The new DTV transmitter arrived in March 2002, installation was very simple, and we did it ourselves, including the proof. The transmitter was fired up and we were on the air April 6, 2002. It works! I caught a plane to Vegas the same day to attend the NAB convention and did a little bragging! Currently we are encoding our NSTC feed to standard-definition TV. The DTV transmitter just sits there consuming little power and producing a 200 W signal. All four of our viewers in Digital TV Land report a great-looking picture! We have built it, now we plan to wait for many years for more viewers to come.
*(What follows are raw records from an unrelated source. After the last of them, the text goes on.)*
use crate::animation::position::{LiveSample, PositionInterpolator, PositionSample};
use crate::core::config::MapEngineConfig;
use crate::core::geo::{Point, TileCoord};
use crate::core::viewport::{OrientationMode, SharedView, ViewState};
use crate::input::gestures::GestureInput;
use crate::prelude::HashSet;
use crate::rendering::camera::ViewTransform;
use crate::rendering::context::{GpuContext, ViewportRect};
use crate::rendering::overlay::{MapOverlay, OverlayFrame, OwnshipOverlay, RangeRingsOverlay};
use crate::runtime::TileSpawner;
use crate::tiles::cache::TileCache;
use crate::tiles::source::TileStore;
use crate::Result;
use std::sync::{Arc, Mutex, PoisonError};
use std::time::{Duration, Instant};

/// Summary of one rendered frame
#[derive(Debug, Clone, Copy, PartialEq, Eq, Default)]
pub struct FrameStats {
    pub frame: u64,
    /// Tiles covering the viewport
    pub visible: usize,
    /// Visible tiles drawn from a resident texture
    pub drawn: usize,
    /// Fetches scheduled this frame
    pub requested: usize,
    pub uploaded: usize,
    pub elapsed: Duration,
    pub over_budget: bool,
}

/// Cloneable handle through which the live feed reaches the renderer
#[derive(Debug, Clone)]
pub struct PositionInput {
    view: SharedView,
    interpolator: Arc<Mutex<PositionInterpolator>>,
}

impl PositionInput {
    pub fn push(&self, sample: LiveSample) {
        self.push_at(sample, Instant::now());
    }

    /// Records a sample as arriving at `now`
    pub fn push_at(&self, sample: LiveSample, now: Instant) {
        self.interpolator
            .lock()
            .unwrap_or_else(PoisonError::into_inner)
            .push_live(&sample, now);
        self.view.update(|view| view.set_live_sample(sample));
    }
}

/// Per-frame orchestration: view update, visible tiles, uploads and overlays.
///
/// Owns the GPU context and is driven from the render thread only.
pub struct Renderer<C: GpuContext> {
    ctx: C,
    view: SharedView,
    cache: TileCache,
    interpolator: Arc<Mutex<PositionInterpolator>>,
    overlays: Vec<Box<dyn MapOverlay>>,
    uploads_per_frame: usize,
    budget: Duration,
    nominal_dt: f64,
    last_frame: Option<Instant>,
    frame: u64,
    /// Set once the visible set has outgrown the cache
    capacity_warned: bool,
}

impl<C: GpuContext> Renderer<C> {
    /// Renderer with the standard ownship and range-ring overlays
    pub fn new(
        ctx: C,
        config: &MapEngineConfig,
        store: Arc<dyn TileStore>,
        spawner: Arc<dyn TileSpawner>,
    ) -> Result<Self> {
        let mut renderer = Self::without_overlays(ctx, config, store, spawner)?;
        renderer.add_overlay(Box::new(RangeRingsOverlay::new(config.position.range_rings_nm.clone())));
        renderer.add_overlay(Box::new(OwnshipOverlay::default()));
        Ok(renderer)
    }

    /// Fails if `config` does not validate
    pub fn without_overlays(
        ctx: C,
        config: &MapEngineConfig,
        store: Arc<dyn TileStore>,
        spawner: Arc<dyn TileSpawner>,
    ) -> Result<Self> {
        let cache = TileCache::new(config, store, spawner)?;
        let (width, height) = ctx.surface_size();
        let view = ViewState::new(&config.view, Point::new(width as f64, height as f64));
        let nominal_dt = config
            .frame
            .target_frame_duration_ms()
            .map(|ms| ms as f64 / 1000.0)
            .unwrap_or(1.0 / 60.0);

        Ok(Self {
            ctx,
            view: SharedView::new(view),
            cache,
            interpolator: Arc::new(Mutex::new(PositionInterpolator::new(
                config.position.sample_interval(),
            ))),
            overlays: Vec::new(),
            uploads_per_frame: config.tile_cache.uploads_per_frame,
            budget: config.frame.budget(),
            nominal_dt,
            last_frame: None,
            frame: 0,
            capacity_warned: false,
        })
    }

    pub fn add_overlay(&mut self, overlay: Box<dyn MapOverlay>) {
        log::debug!("overlay '{}' added", overlay.name());
        self.overlays.push(overlay);
    }

    pub fn view(&self) -> SharedView {
        self.view.clone()
    }

    pub fn gesture_input(&self) -> GestureInput {
        GestureInput::new(self.view.clone())
    }

    pub fn position_input(&self) -> PositionInput {
        PositionInput {
            view: self.view.clone(),
            interpolator: Arc::clone(&self.interpolator),
        }
    }

    pub fn cache(&self) -> &TileCache {
        &self.cache
    }

    pub fn context(&self) -> &C {
        &self.ctx
    }

    pub fn context_mut(&mut self) -> &mut C {
        &mut self.ctx
    }

    /// Interpolated ownship position at `now`
    pub fn ownship_at(&self, now: Instant) -> Option<PositionSample> {
        self.interpolator
            .lock()
            .unwrap_or_else(PoisonError::into_inner)
            .sample_at(now)
    }

    /// Tiles covering the rotated viewport plus a one-tile margin, nearest first
    pub fn visible_tiles(view: &ViewState) -> Vec<TileCoord> {
        let zoom = view.zoom_level();
        let last = (1i64 << zoom) - 1;
        let center = TileCoord::from_lat_lng(&view.center(), zoom);
        let size = view.size();
        let (sin, cos) = view.rotation_deg().to_radians().sin_cos();
        let (sin, cos) = (sin.abs(), cos.abs());
        // Axis-aligned extent of the rotated viewport, plus one tile of margin
        let half_x = (size.x * cos + size.y * sin) / 2.0;
        let half_y = (size.x * sin + size.y * cos) / 2.0;
        let radius_x = (half_x / view.tile_px()).ceil() as i64 + 1;
        let radius_y = (half_y / view.tile_px()).ceil() as i64 + 1;

        let mut offsets: Vec<(i64, i64)> = (-radius_y..=radius_y)
            .flat_map(|dy| (-radius_x..=radius_x).map(move |dx| (dx, dy)))
            .collect();
        offsets.sort_by_key(|(dx, dy)| dx * dx + dy * dy);

        let mut seen = HashSet::default();
        offsets
            .into_iter()
            .map(|(dx, dy)| {
                let x = (center.x as i64 + dx).clamp(0, last) as u32;
                let y = (center.y as i64 + dy).clamp(0, last) as u32;
                TileCoord::new(x, y, zoom)
            })
            .filter(|coord| seen.insert(*coord))
            .collect()
    }

    /// Renders one frame. Always completes; running over the budget is only logged.
    pub fn render_frame(&mut self, now: Instant) -> FrameStats {
        let started = Instant::now();
        self.frame += 1;

        let dt = self
            .last_frame
            .map(|last| now.saturating_duration_since(last).as_secs_f64())
            .unwrap_or(self.nominal_dt);
        self.last_frame = Some(now);

        let ownship = self.ownship_at(now);
        let view = self.view.update(|view| {
            if view.orientation() != OrientationMode::NorthUp {
                if let Some(live) = view.live_sample() {
                    let position = ownship.map(|o| o.position()).unwrap_or_else(|| live.position());
                    view.set_center(position);
                }
            }
            view.step_fling(dt);
            view.clone()
        });
        let transform = ViewTransform::from_view(&view);

        let size = view.size();
        self.ctx.set_viewport(ViewportRect {
            x: 0,
            y: 0,
            width: size.x.max(0.0) as u32,
            height: size.y.max(0.0) as u32,
        });

        let visible = Self::visible_tiles(&view);
        let mut stats = FrameStats {
            frame: self.frame,
            visible: visible.len(),
            ..FrameStats::default()
        };
        if visible.len() > self.cache.capacity() && !self.capacity_warned {
            log::warn!(
                "{} visible tiles exceed the cache capacity of {}; outer tiles will flicker",
                visible.len(),
                self.cache.capacity()
            );
            self.capacity_warned = true;
        }

        for coord in &visible {
            if self.cache.request_tile(*coord) {
                stats.requested += 1;
            }
        }
        // Far to near, so the tiles around the centre are the most recently used
        for coord in visible.iter().rev() {
            if let Some(texture) = self.cache.get_texture(*coord) {
                self.ctx.draw_textured_quad(texture, &transform.tile_quad(*coord));
                stats.drawn += 1;
            }
        }

        stats.uploaded = self.cache.drain_uploads(&mut self.ctx, self.uploads_per_frame);

        let frame = OverlayFrame {
            view: &view,
            transform: &transform,
            ownship,
        };
        for overlay in &mut self.overlays {
            overlay.draw(&mut self.ctx, &frame);
        }

        self.ctx.reset_viewport();

        stats.elapsed = started.elapsed();
        stats.over_budget = stats.elapsed > self.budget;
        if stats.over_budget {
            log::warn!(
                "frame {} took {:?}, over the {:?} budget",
                stats.frame,
                stats.elapsed,
                self.budget
            );
        }
        stats
    }

    /// Destroys every texture held by the cache and the overlays
    pub fn release(&mut self) {
        self.cache.release(&mut self.ctx);
        for overlay in &mut self.overlays {
            overlay.release(&mut self.ctx);
        }
        log::info!("renderer released after {} frames", self.frame);
    }
}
The future is starting to look encouraging, as there was recently more great thinking at the FCC: New TV tuners must include DTV reception capability.
GRADUATION DAY?
Just one more great thought is needed at the FCC: cable must-carry for DTV. We no longer live in those good 'ole days of an antenna on every rooftop and one TV in every home. Cable is the conduit to the viewers. We have made the investment in digital television, and learned from our past: There is no guarantee it will be successful and if it is, it will not happen overnight!